Ada dua dogma yang menggerogoti masyarakat Indonesia ketika mendengar kata "Feminisme". Pertama, feminisme tidak rasional sebab tidak mengikuti kaidah saintifik. Kedua, feminisme adalah gagal dan sia-sia sebab terkesan ingin merusak tatanan sosial dan budaya. Dua dogma ini disebabkan kecacatan komunikator sains Indonesia dalam mengartikulasi makna "sains" itu sendiri. Artikel ini mencoba mengulik bagaimana komunikator sains berpengaruh dalam kemacetan pergerakan feminisme dalam masyarakat Indonesia.
Artikulasi Sains yang Salah
Komunikator sains adalah sebutan bagi orang yang mengomunikasikan temuan-temuan saintifik dari ilmuwan kepada khalayak publik dengan bahasa populer. Selain itu, komunikator sains juga bertugas memberikan interpretasi preskriptif atas temuan ilmiah tersebut. Interpretasi preskriptif ini seharusnya digunakan komunikator sains dalam mengupayakan gerakan feminis untuk menyuarakan kesetaraan gender, keberadaan hak perempuan dan agenda feminisme lainnya.

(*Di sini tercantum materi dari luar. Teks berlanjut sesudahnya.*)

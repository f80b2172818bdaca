use lazy_static::lazy_static;
use regex::Regex;
use rust_stemmers::{Algorithm, Stemmer};
use serde::{Deserialize, Serialize};
use unicode_normalization::UnicodeNormalization;
use std::collections::{HashMap, HashSet};
use std::fmt;
use std::str::FromStr;

lazy_static! {
    static ref RE: Regex = Regex::new(r"(?u)\p{L}[\p{L}']*").expect("valid regex");
    static ref STEMMER: Stemmer = Stemmer::create(Algorithm::English);
    static ref STOPWORDS: HashSet<&'static str> = {
        let words: &[&str] = &[
            "a","about","above","after","again","against","all","am","an","and","any","are","aren't","as","at",
            "be","because","been","before","being","below","between","both","but","by",
            "can","can't","cannot","could","couldn't",
            "did","didn't","do","does","doesn't","doing","don't","down","during",
            "each","few","for","from","further",
            "had","hadn't","has","hasn't","have","haven't","having","he","he'd","he'll","he's","her","here","here's","hers","herself","him","himself","his","how","how's",
            "i","i'd","i'll","i'm","i've","if","in","into","is","isn't","it","it's","its","itself",
            "let's","me","more","most","mustn't","my","myself",
            "no","nor","not","of","off","on","once","only","or","other","ought","our","ours","ourselves","out","over","own",
            "same","she","she'd","she'll","she's","should","shouldn't","so","some","such",
            "than","that","that's","the","their","theirs","them","themselves","then","there","there's","these","they","they'd","they'll","they're","they've","this","those","through","to","too",
            "under","until","up","very",
            "was","wasn't","we","we'd","we'll","we're","we've","were","weren't","what","what's","when","when's","where","where's","which","while","who","who's","whom","why","why's","with","won't","would","wouldn't",
            "you","you'd","you'll","you're","you've","your","yours","yourself","yourselves"
        ];
        words.iter().copied().collect()
    };
    static ref IRREGULAR_NOUNS: HashMap<&'static str, &'static str> = {
        let pairs: &[(&str, &str)] = &[
            ("children", "child"), ("feet", "foot"), ("geese", "goose"), ("mice", "mouse"),
            ("people", "person"), ("teeth", "tooth"), ("women", "woman"), ("men", "man"),
            ("oxen", "ox"), ("lice", "louse"), ("data", "datum"), ("criteria", "criterion"),
            ("phenomena", "phenomenon"), ("analyses", "analysis"), ("theses", "thesis"),
            ("crises", "crisis"), ("indices", "index"), ("matrices", "matrix"),
        ];
        pairs.iter().copied().collect()
    };
    /// Words ending like plurals that are already in base form.
    static ref NOT_PLURAL: HashSet<&'static str> = {
        let words: &[&str] = &[
            "news","series","species","means","lens","bias","atlas","canvas","alias","chaos","cosmos",
            "always","perhaps","whereas","sometimes","afterwards","towards","besides","nevertheless",
            "headquarters","crossroads","barracks","diabetes","measles","mumps","rabies","herpes",
            "thanks","scissors","trousers","clothes","physics","mathematics","economics","politics",
            "ethics","athletics","statistics","linguistics","genetics","electronics","graphics",
        ];
        words.iter().copied().collect()
    };
}

/// Suffix detachment rules for plural nouns, tried in order.
const NOUN_SUFFIXES: &[(&str, &str)] = &[
    ("ies", "y"),
    ("ches", "ch"),
    ("shes", "sh"),
    ("sses", "ss"),
    ("xes", "x"),
    ("zes", "z"),
    ("s", ""),
];

/// Maps raw text to the ordered token sequence the index consumes.
pub trait Tokenizer {
    fn tokenize(&self, text: &str) -> Vec<String>;
}

/// The supported text processing pipelines. Each one builds on the previous:
/// stopword removal runs after basic splitting, stemming and lemmatization run
/// after stopword removal.
#[derive(Debug, Clone, Copy, PartialEq, Eq, Hash, Default, Serialize, Deserialize)]
#[serde(rename_all = "lowercase")]
pub enum TextProcessor {
    Basic,
    #[serde(rename = "stopwords")]
    StopwordRemoval,
    Stem,
    #[default]
    Lemmatize,
}

impl Tokenizer for TextProcessor {
    fn tokenize(&self, text: &str) -> Vec<String> {
        match self {
            TextProcessor::Basic => basic_tokenize(text),
            TextProcessor::StopwordRemoval => remove_stopwords(basic_tokenize(text)),
            TextProcessor::Stem => remove_stopwords(basic_tokenize(text))
                .into_iter()
                .map(|t| STEMMER.stem(&t).into_owned())
                .collect(),
            TextProcessor::Lemmatize => remove_stopwords(basic_tokenize(text))
                .into_iter()
                .map(|t| lemmatize(&t))
                .collect(),
        }
    }
}

impl TextProcessor {
    pub fn name(&self) -> &'static str {
        match self {
            TextProcessor::Basic => "basic",
            TextProcessor::StopwordRemoval => "stopwords",
            TextProcessor::Stem => "stem",
            TextProcessor::Lemmatize => "lemmatize",
        }
    }
}

impl fmt::Display for TextProcessor {
    fn fmt(&self, f: &mut fmt::Formatter<'_>) -> fmt::Result {
        f.write_str(self.name())
    }
}

impl FromStr for TextProcessor {
    type Err = String;

    fn from_str(s: &str) -> Result<Self, Self::Err> {
        match s.trim().to_ascii_lowercase().as_str() {
            "basic" => Ok(TextProcessor::Basic),
            "stopwords" | "stopword_removal" => Ok(TextProcessor::StopwordRemoval),
            "stem" => Ok(TextProcessor::Stem),
            "lemmatize" => Ok(TextProcessor::Lemmatize),
            other => Err(format!("unknown tokenizer '{other}', expected basic|stopwords|stem|lemmatize")),
        }
    }
}

fn is_stopword(token: &str) -> bool { STOPWORDS.contains(token) }

/// NFKC normalize, lowercase, split hyphenated words, and keep letter runs.
/// Digits and punctuation never make it into a token.
pub fn basic_tokenize(text: &str) -> Vec<String> {
    let normalized = text
        .nfkc()
        .map(|c| if matches!(c, '-' | '–' | '—') { ' ' } else { c })
        .collect::<String>()
        .to_lowercase();
    RE.find_iter(&normalized)
        .map(|m| m.as_str().trim_end_matches('\'').to_string())
        .collect()
}

fn remove_stopwords(tokens: Vec<String>) -> Vec<String> {
    tokens.into_iter().filter(|t| !is_stopword(t)).collect()
}

/// Reduce a plural noun to its base form without a dictionary.
pub fn lemmatize(word: &str) -> String {
    if let Some(base) = IRREGULAR_NOUNS.get(word) {
        return (*base).to_string();
    }
    if NOT_PLURAL.contains(word) || word.ends_with("ics") {
        return word.to_string();
    }
    if word.len() <= 3 || word.ends_with("ss") || word.ends_with("us") || word.ends_with("is") || word.contains('\'') {
        return word.to_string();
    }
    for (suffix, replacement) in NOUN_SUFFIXES {
        if let Some(stem) = word.strip_suffix(suffix) {
            if stem.chars().count() >= 2 {
                return format!("{stem}{replacement}");
            }
        }
    }
    word.to_string()
}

Misalnya, temuan Andrea Ganna, peneliti jebolan Harvard Medical School di Boston, Cambridge dan Massachussets. Ia melakukan penelitian atas variasi gen yang mungkin dari perilaku individu nonheteroseksual yang pernah melakukan aktivitas seksual sesama jenis. Dari empat variasi gen yang mungkin, yang menarik adalah variasi gen keempat di mana individu nonheteroseksual memiliki korelasi dengan semacam gangguan mental dan mood (Price, 2018).
Tugas komunikator sains, demikian, adalah untuk meluruskan bahasa ilmiah dengan bahasa sehari-hari, menerjemahkan bahwa korelasi tidaklah sama dengan kausalitas, sehingga tidak ada penafsiran salah atas penelitian tersebut seperti "LGBT adalah penyakit" dan lain sebagainya. Komunikator sains, dengan pemahaman sainsnya, dapat menambahkan bahwa gangguan mental, selain berkorelasi dengan faktor genetik, juga berkorelasi dengan faktor lingkungan masyarakat yang misalnya mengucilkan suatu individu sehingga potensi gangguan mentalnya makin rentan.
Komunikator sains harus menginterpretasi temuan ilmiah secara rasional. Jika ditemukan terdapat potensi besar bagi individu nonheteroseksual untuk menurunkan gen pembawa penyakit, maka bukan berarti individu tersebut harus dibunuh karena "ia adalah biang penyakit", komunikator sains harus kritis: memikirkan cara untuk meminimalisir potensi penyakitnya.
Sayangnya hal itu tidak terjadi di Indonesia. Mengapa demikian?
Sebelumnya, perlu digarisbawahi bahwa sains bermakna berbeda bagi ilmuwan dan non-ilmuwan. Bagi ilmuwan, sains diartikulasi dalam suatu paradigma. Paradigma sains adalah bentuk "kepercayaan ilmiah" yang cakupannya lebih luas. Mengutip filsuf ilmu Thomas Kuhn (1922-1996), Paradigma Sains adalah klaim tentang dunia, metode untuk mengumpulkan dan menganalisa data serta habit pikiran dan aksi saintifik (Godfrey-Smith, 2003).
Ilmuwan tidak mempermasalahkan apakah gen turunan pasangan nonheteroseksual merupakan penyebab seorang anak mengalami penyakit BPD, ilmuwan mempermasalahkan seberapa besar potensi gangguan mental anak dari varian gen spesifik induknya. Ilmuwan tidak mempermasalahkan eksplanasi pasti atau eksak suatu fenomena, tetapi mereka berproses dalam aktivitas penguatan dan pelemahan suatu eksplanasi: semakin tinggi derajat korelasinya, semakin valid eksplanasinya (bersifat kausal).
Meskipun demikian, sangat jarang ditemukan derajat korelasi yang mendekati 100%, sebab jika temuan mereka mendapati akurasi penguatan yang valid sampai 100%, maka temuan mereka bersifat revolusioner sebagaimana Copernicus membantah klaim geosentris atas bagaimana tata surya bekerja: temuan mereka menciptakan suatu klaim baru, suatu paradigma baru.